Sunday, July 17, 2011

Good Morning... and Good Night

It's Friday morning, and today I was supposed to leave early and help the driver get hay for the horses at Tesoros. Well... It's about an hour and half after he was supposed to pick me up, so I'm assuming he forgot.  Or possibly this is cultural? Oh well, it gives me an opportunity to write a little bit.

I've started to get into a little bit of a routine here, which is helpful for adjusting. I leave for Tesoros around 7:40 in the morning, and then I'm there until about 4:30 in the afternoon. In the morning from 8-12 I have my Spanish tutor. I need to say a little bit about that... When every day is basically a spanish class in itself, having four hours of class straight isn't the most fun. My tutor doesn't speak English, which, I suppose will help me learn faster, but makes things a little difficult at times. Right around the third hour I start to get quite antsy and my brain is telling me to quit. The last hour we have conversation, which I do enjoy a little more, and we talk about everything from family, to education, to health care. It's funny, I'm ready to be done with the class at the end of it, but there's really no break... everyone's still speaking spanish! But I am definitely learning a lot and I do think it is helping. Interesante. I'm am supposed to have it this afternoon, but I guess we'll see.

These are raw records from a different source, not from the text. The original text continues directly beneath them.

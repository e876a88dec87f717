//! Double-buffered 2D fields.
//!
//! A [`Field`] is a fixed `width × height` grid carrying 1-4 interleaved `f32`
//! channels per cell. Every write goes through [`Field::pass`], which reads the
//! front buffer, writes the back buffer, then swaps. No pass ever observes a
//! partially written buffer, so all cells of a pass can run in parallel.
//!
//! # Channel Layouts
//!
//! | Field | Channels |
//! |-------|----------|
//! | velocity | `(u, v)` in cells per second |
//! | primary scalar | premultiplied dye `rgb`, concentration |
//! | secondary scalar | straight tint `rgb`, thickness |
//! | material properties | coupling, viscosity, tension, drag |
//!
//! Conserved quantities (concentration, thickness) always sit in the last channel.
//!
//! # Example
//!
//! ```ignore
//! let mut field = Field::new(64, 64, 1)?;
//! field.pass(|x, y, src, out| {
//!     out[0] = (src.at(x, y, 0) * 0.5).clamp(0.0, 1.0);
//! });
//! ```

use glam::Vec2;
use rayon::prelude::*;

use crate::error::FluidError;

/// Largest channel count a field may carry.
pub const MAX_CHANNELS: usize = 4;

/// Replace a non-finite value with `fallback`.
#[inline]
pub fn finite_or(value: f32, fallback: f32) -> f32 {
    if value.is_finite() {
        value
    } else {
        fallback
    }
}

/// Clamp to `[0, 1]`, mapping NaN to zero.
#[inline]
pub fn clamp_unit(value: f32) -> f32 {
    finite_or(value, 0.0).clamp(0.0, 1.0)
}

/// Replace a non-finite vector with zero.
#[inline]
pub fn finite_vec2(v: Vec2) -> Vec2 {
    if v.is_finite() {
        v
    } else {
        Vec2::ZERO
    }
}

/// Hermite smoothstep between two edges.
#[inline]
pub fn smoothstep(edge0: f32, edge1: f32, x: f32) -> f32 {
    if edge1 <= edge0 {
        return if x >= edge1 { 1.0 } else { 0.0 };
    }
    let t = ((x - edge0) / (edge1 - edge0)).clamp(0.0, 1.0);
    t * t * (3.0 - 2.0 * t)
}

/// Read-only view over one buffer of a field.
///
/// This is the handle handed to pass kernels and to external readers.
#[derive(Clone, Copy, Debug)]
pub struct FieldView<'a> {
    data: &'a [f32],
    width: usize,
    height: usize,
    channels: usize,
}

impl<'a> FieldView<'a> {
    /// Wrap a raw interleaved slice.
    pub fn new(data: &'a [f32], width: usize, height: usize, channels: usize) -> Self {
        debug_assert_eq!(data.len(), width * height * channels);
        Self {
            data,
            width,
            height,
            channels,
        }
    }

    /// Width in cells.
    #[inline]
    pub fn width(&self) -> usize {
        self.width
    }

    /// Height in cells.
    #[inline]
    pub fn height(&self) -> usize {
        self.height
    }

    /// Channels per cell.
    #[inline]
    pub fn channels(&self) -> usize {
        self.channels
    }

    /// Raw interleaved data.
    #[inline]
    pub fn data(&self) -> &'a [f32] {
        self.data
    }

    /// Whether the grid has no cells.
    #[inline]
    pub fn is_empty(&self) -> bool {
        self.width == 0 || self.height == 0
    }

    /// Value of one channel at an in-range cell.
    #[inline]
    pub fn at(&self, x: usize, y: usize, ch: usize) -> f32 {
        self.data[(y * self.width + x) * self.channels + ch]
    }

    /// All channels of an in-range cell.
    #[inline]
    pub fn cell(&self, x: usize, y: usize) -> &'a [f32] {
        let start = (y * self.width + x) * self.channels;
        &self.data[start..start + self.channels]
    }

    /// Value at a possibly out-of-range cell, clamped to the nearest edge.
    #[inline]
    pub fn clamped(&self, x: isize, y: isize, ch: usize) -> f32 {
        let cx = x.clamp(0, self.width as isize - 1) as usize;
        let cy = y.clamp(0, self.height as isize - 1) as usize;
        self.at(cx, cy, ch)
    }

    /// Two-channel vector at an in-range cell.
    #[inline]
    pub fn vec2(&self, x: usize, y: usize) -> Vec2 {
        let c = self.cell(x, y);
        Vec2::new(c[0], c[1])
    }

    /// Value of the last channel at an in-range cell.
    #[inline]
    pub fn last(&self, x: usize, y: usize) -> f32 {
        self.at(x, y, self.channels - 1)
    }

    fn taps(&self, x: f32, y: f32) -> ([usize; 4], f32, f32) {
        let max_x = (self.width - 1) as f32;
        let max_y = (self.height - 1) as f32;
        let x = finite_or(x, 0.0).clamp(0.0, max_x);
        let y = finite_or(y, 0.0).clamp(0.0, max_y);

        let x0 = x.floor() as usize;
        let y0 = y.floor() as usize;
        let x1 = (x0 + 1).min(self.width - 1);
        let y1 = (y0 + 1).min(self.height - 1);

        let idx = |cx: usize, cy: usize| (cy * self.width + cx) * self.channels;
        ([idx(x0, y0), idx(x1, y0), idx(x0, y1), idx(x1, y1)], x - x0 as f32, y - y0 as f32)
    }

    /// Bilinear sample of one channel at a continuous cell-space position.
    ///
    /// Cell centers sit on integer coordinates; positions outside the grid clamp to the edge.
    pub fn bilinear(&self, x: f32, y: f32, ch: usize) -> f32 {
        self.bilinear_range(x, y, ch).0
    }

    /// Bilinear sample together with the min and max of the four taps used.
    pub fn bilinear_range(&self, x: f32, y: f32, ch: usize) -> (f32, f32, f32) {
        if self.is_empty() {
            return (0.0, 0.0, 0.0);
        }
        let (taps, sx, sy) = self.taps(x, y);
        let v00 = self.data[taps[0] + ch];
        let v10 = self.data[taps[1] + ch];
        let v01 = self.data[taps[2] + ch];
        let v11 = self.data[taps[3] + ch];

        let v0 = v00 + (v10 - v00) * sx;
        let v1 = v01 + (v11 - v01) * sx;
        let value = v0 + (v1 - v0) * sy;

        let lo = v00.min(v10).min(v01).min(v11);
        let hi = v00.max(v10).max(v01).max(v11);
        (value, lo, hi)
    }

    /// Bilinear sample of the first two channels as a vector.
    pub fn sample_vec2(&self, x: f32, y: f32) -> Vec2 {
        Vec2::new(self.bilinear(x, y, 0), self.bilinear(x, y, 1))
    }

    /// Largest absolute value across all channels.
    pub fn max_abs(&self) -> f32 {
        self.data.iter().fold(0.0f32, |m, v| m.max(v.abs()))
    }
}

/// A double-buffered 2D grid.
#[derive(Clone, Debug)]
pub struct Field {
    width: usize,
    height: usize,
    channels: usize,
    front: Vec<f32>,
    back: Vec<f32>,
}

fn allocate(width: usize, height: usize, channels: usize) -> Result<Vec<f32>, FluidError> {
    let err = || FluidError::Allocation {
        width,
        height,
        channels,
    };
    let len = width
        .checked_mul(height)
        .and_then(|n| n.checked_mul(channels))
        .ok_or_else(err)?;
    let mut buffer = Vec::new();
    buffer.try_reserve_exact(len).map_err(|_| err())?;
    buffer.resize(len, 0.0);
    Ok(buffer)
}

impl Field {
    /// Allocate a zeroed field.
    ///
    /// Zero width or height is valid; every pass over an empty field is a no-op.
    pub fn new(width: usize, height: usize, channels: usize) -> Result<Self, FluidError> {
        if channels == 0 || channels > MAX_CHANNELS {
            return Err(FluidError::InvalidChannels(channels));
        }
        Ok(Self {
            width,
            height,
            channels,
            front: allocate(width, height, channels)?,
            back: allocate(width, height, channels)?,
        })
    }

    /// Allocate a field and initialize every cell with `init(x, y, cell)`.
    pub fn from_fn<F>(width: usize, height: usize, channels: usize, init: F) -> Result<Self, FluidError>
    where
        F: Fn(usize, usize, &mut [f32]) + Sync + Send,
    {
        let mut field = Self::new(width, height, channels)?;
        field.pass(|x, y, _, out| init(x, y, out));
        Ok(field)
    }

    /// Width in cells.
    #[inline]
    pub fn width(&self) -> usize {
        self.width
    }

    /// Height in cells.
    #[inline]
    pub fn height(&self) -> usize {
        self.height
    }

    /// Channels per cell.
    #[inline]
    pub fn channels(&self) -> usize {
        self.channels
    }

    /// Number of cells.
    #[inline]
    pub fn cell_count(&self) -> usize {
        self.width * self.height
    }

    /// Whether the field has no cells.
    #[inline]
    pub fn is_empty(&self) -> bool {
        self.width == 0 || self.height == 0
    }

    /// Read-only view of the current (front) buffer.
    #[inline]
    pub fn view(&self) -> FieldView<'_> {
        FieldView::new(&self.front, self.width, self.height, self.channels)
    }

    /// Raw current buffer.
    #[inline]
    pub fn data(&self) -> &[f32] {
        &self.front
    }

    /// Run one data-parallel pass.
    ///
    /// `kernel(x, y, src, out)` is called once per cell with a view of the front
    /// buffer and the cell's slot in the back buffer. Rows run in parallel. The
    /// buffers swap once every cell is written.
    pub fn pass<F>(&mut self, kernel: F)
    where
        F: Fn(usize, usize, FieldView<'_>, &mut [f32]) + Sync + Send,
    {
        if self.is_empty() {
            return;
        }
        let src = FieldView::new(&self.front, self.width, self.height, self.channels);
        let channels = self.channels;
        self.back
            .par_chunks_mut(self.width * channels)
            .enumerate()
            .for_each(|(y, row)| {
                for (x, cell) in row.chunks_mut(channels).enumerate() {
                    kernel(x, y, src, cell);
                }
            });
        self.swap();
    }

    /// Exchange front and back buffers.
    #[inline]
    pub fn swap(&mut self) {
        std::mem::swap(&mut self.front, &mut self.back);
    }

    /// Set every cell to `value` (missing channels become zero).
    pub fn fill(&mut self, value: &[f32]) {
        self.pass(|_, _, _, out| {
            for (ch, slot) in out.iter_mut().enumerate() {
                *slot = value.get(ch).copied().unwrap_or(0.0);
            }
        });
    }

    /// Bilinearly resample the current contents into a newly allocated field.
    ///
    /// `self` is untouched; on allocation failure the error is returned and nothing changes.
    pub fn resampled(&self, width: usize, height: usize) -> Result<Field, FluidError> {
        let mut out = Field::new(width, height, self.channels)?;
        if self.is_empty() {
            return Ok(out);
        }
        let old = self.view();
        let sx = self.width as f32 / width.max(1) as f32;
        let sy = self.height as f32 / height.max(1) as f32;
        out.pass(|x, y, _, cell| {
            let px = (x as f32 + 0.5) * sx - 0.5;
            let py = (y as f32 + 0.5) * sy - 0.5;
            for (ch, slot) in cell.iter_mut().enumerate() {
                *slot = old.bilinear(px, py, ch);
            }
        });
        Ok(out)
    }
}

#[cfg(test)]
mod tests {
    use super::*;

    // ========== Allocation Tests ==========

    #[test]
    fn test_field_new_zeroed() {
        let field = Field::new(8, 4, 2).unwrap();
        assert_eq!(field.width(), 8);
        assert_eq!(field.height(), 4);
        assert_eq!(field.channels(), 2);
        assert_eq!(field.data().len(), 8 * 4 * 2);
        assert!(field.data().iter().all(|v| *v == 0.0));
    }

    #[test]
    fn test_field_zero_size_is_valid() {
        let mut field = Field::new(0, 16, 1).unwrap();
        assert!(field.is_empty());
        field.pass(|_, _, _, out| out[0] = 1.0);
        assert!(field.data().is_empty());
        assert_eq!(field.view().bilinear(3.0, 3.0, 0), 0.0);
    }

    #[test]
    fn test_field_invalid_channels() {
        assert!(matches!(Field::new(4, 4, 0), Err(FluidError::InvalidChannels(0))));
        assert!(matches!(Field::new(4, 4, 5), Err(FluidError::InvalidChannels(5))));
    }

    #[test]
    fn test_field_overflowing_size_fails() {
        let result = Field::new(usize::MAX, 2, 4);
        assert!(matches!(result, Err(FluidError::Allocation { .. })));
    }

    // ========== Pass Tests ==========

    #[test]
    fn test_pass_reads_previous_buffer() {
        let mut field = Field::from_fn(4, 1, 1, |x, _, out| out[0] = x as f32).unwrap();
        // Shift right by one: every cell must see the pre-pass state.
        field.pass(|x, y, src, out| {
            out[0] = src.clamped(x as isize - 1, y as isize, 0);
        });
        assert_eq!(field.data(), &[0.0, 0.0, 1.0, 2.0]);
    }

    #[test]
    fn test_fill_pads_missing_channels() {
        let mut field = Field::new(2, 2, 3).unwrap();
        field.fill(&[0.5]);
        assert_eq!(field.view().cell(1, 1), &[0.5, 0.0, 0.0]);
    }

    // ========== Sampling Tests ==========

    #[test]
    fn test_bilinear_midpoint() {
        let field = Field::from_fn(2, 2, 1, |x, y, out| out[0] = (x + 2 * y) as f32).unwrap();
        let v = field.view().bilinear(0.5, 0.5, 0);
        assert!((v - 1.5).abs() < 1e-6);
    }

    #[test]
    fn test_bilinear_range_brackets_value() {
        let field = Field::from_fn(3, 3, 1, |x, y, out| out[0] = ((x * 7 + y * 3) % 5) as f32).unwrap();
        let (v, lo, hi) = field.view().bilinear_range(1.3, 0.6, 0);
        assert!(v >= lo && v <= hi);
    }

    #[test]
    fn test_bilinear_non_finite_position() {
        let field = Field::from_fn(3, 3, 1, |_, _, out| out[0] = 0.25).unwrap();
        assert_eq!(field.view().bilinear(f32::NAN, f32::INFINITY, 0), 0.25);
    }

    // ========== Resample Tests ==========

    #[test]
    fn test_resample_constant_field() {
        let field = Field::from_fn(8, 8, 2, |_, _, out| {
            out[0] = 0.3;
            out[1] = 0.7;
        })
        .unwrap();
        let resized = field.resampled(3, 17).unwrap();
        assert_eq!(resized.width(), 3);
        assert_eq!(resized.height(), 17);
        for cell in resized.data().chunks(2) {
            assert!((cell[0] - 0.3).abs() < 1e-6);
            assert!((cell[1] - 0.7).abs() < 1e-6);
        }
    }

    // ========== Helper Tests ==========

    #[test]
    fn test_sanitize_helpers() {
        assert_eq!(clamp_unit(f32::NAN), 0.0);
        assert_eq!(clamp_unit(2.0), 1.0);
        assert_eq!(finite_vec2(Vec2::new(f32::INFINITY, 1.0)), Vec2::ZERO);
        assert_eq!(smoothstep(0.0, 1.0, 0.5), 0.5);
        assert_eq!(smoothstep(0.2, 0.2, 0.3), 1.0);
    }
}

In the afternoons, I'm usually working with the kids. Sometimes I will do physical therapy with some of them, depending on how many kids come. Most of the kids that we do therapy with have cerebral palsy. I was talking to Michelle (the director) about it the other day, and I asked her why there were so many kids with CP. She said that a lot of times the mothers don't receive adequate care while they are pregnant, or while the child is being born, they experience asphyxiation. One mother she told me about was stung by a scorpion, and that was a cause, along with poor health care. It's sad because we both know that a lot of these cases could be prevented. I've been getting to know a 16 year old boy with CP named David. The other day I was helping him do some puzzle exercises, and after we finished that he was pointing to a soccer ball. So we started playing. I found out that David loves soccer, and he was having a ton of fun. We played yesterday again, and we both really enjoy it. Sometimes its difficult to connect with the kids, or feel that the attention and care you are giving them is being received. However, I know that despite the fact that most of them can't respond well, or react to what we are doing, I also know that many of them are processing and enjoying what we are doing, we're getting to know each other, and I think that they understand a lot more than we give them credit for. Maybe the other people that work there know this, but for me, I'm learning and remember that the connection isn't a reward for myself or there to make me feel like I've accomplished something by connecting with them, but it really is all about them, helping them have the fullest emotional, physical, spiritual, and relational life possible. If I can be a small part of something bigger in their lives, it will be quite a privilege for me.

An entire busload of kids just showed up at the house. I'm pretty sure they're from the church, and it looks like they're going camping. I just asked Lupe and he said they're camping at the house.

Well, it's Sunday night right now; I kind of put the blog writing on hold for a couple days.

I went to Leon this weekend, to visit Hannah's host family. I was a little worried about traveling, because it seemed like everyone was telling me that it was dangerous, and you should have someone go with you, and should really be careful. So yeah, kind of anxious about the trip. Thankfully, I was going to travel with Nana, and I felt a little more comfortable. We left at 6:00 on saturday morning for the bus station. Nana met her two sisters there, and we were looking for our bus. The sisters were talking together, and all of a sudden Nana tells me to go with her sisters, and she hops on a bus and takes off. Ooookay. I, in my conditioned apprehension for traveling, was a little confused and nervous. We (me and Nana's sisters) started walking away from the terminal. Instead of taking a large bus, we took a micro bus, which is a little better than the large busses. Thankfully, the rest of the trip went fine, and I met Papa at the terminal (2 hours late :/ )

The point of that story is that I had no idea what was going on. And as I stood there, my uncomfortableness was mostly due to the fact that I could not understand, or communicate with them and ask them questions. I realize what a gift communication is, being in situations where I'm not able to. Being able to communicate gives me confidence, the ability to know, the ability to persuade. And we are lost without it. More than once this weekend I've thought of the tower of Babel. What that must have been like! That event thousands of years ago is affecting me at this very moment. It's a huge example of how our pride ruins us. I was just reading Mere Christianity, and one chapter addresses our pride, saying that most of our faults and sins can be boiled down to our pride. Pride was the reason the devil became the devil, the reason Adam ate the fruit, the reason men tried to build the tower, and the reason I stood confused in the bus terminal. It reminds me of the humility I need to have, the right kind of humility too. Crazy how God reminds me of that.

Okay, 3 days in the making, and I think I'm gonna call this one good.
Peace and Love.

1 comment:

  1. Derek! I just found your blog and it's great to see things from your perspective. I totally relate on the language thing -- the frustration of it! But it's really cool to see how God is continuing to teach you through that. Keep it up!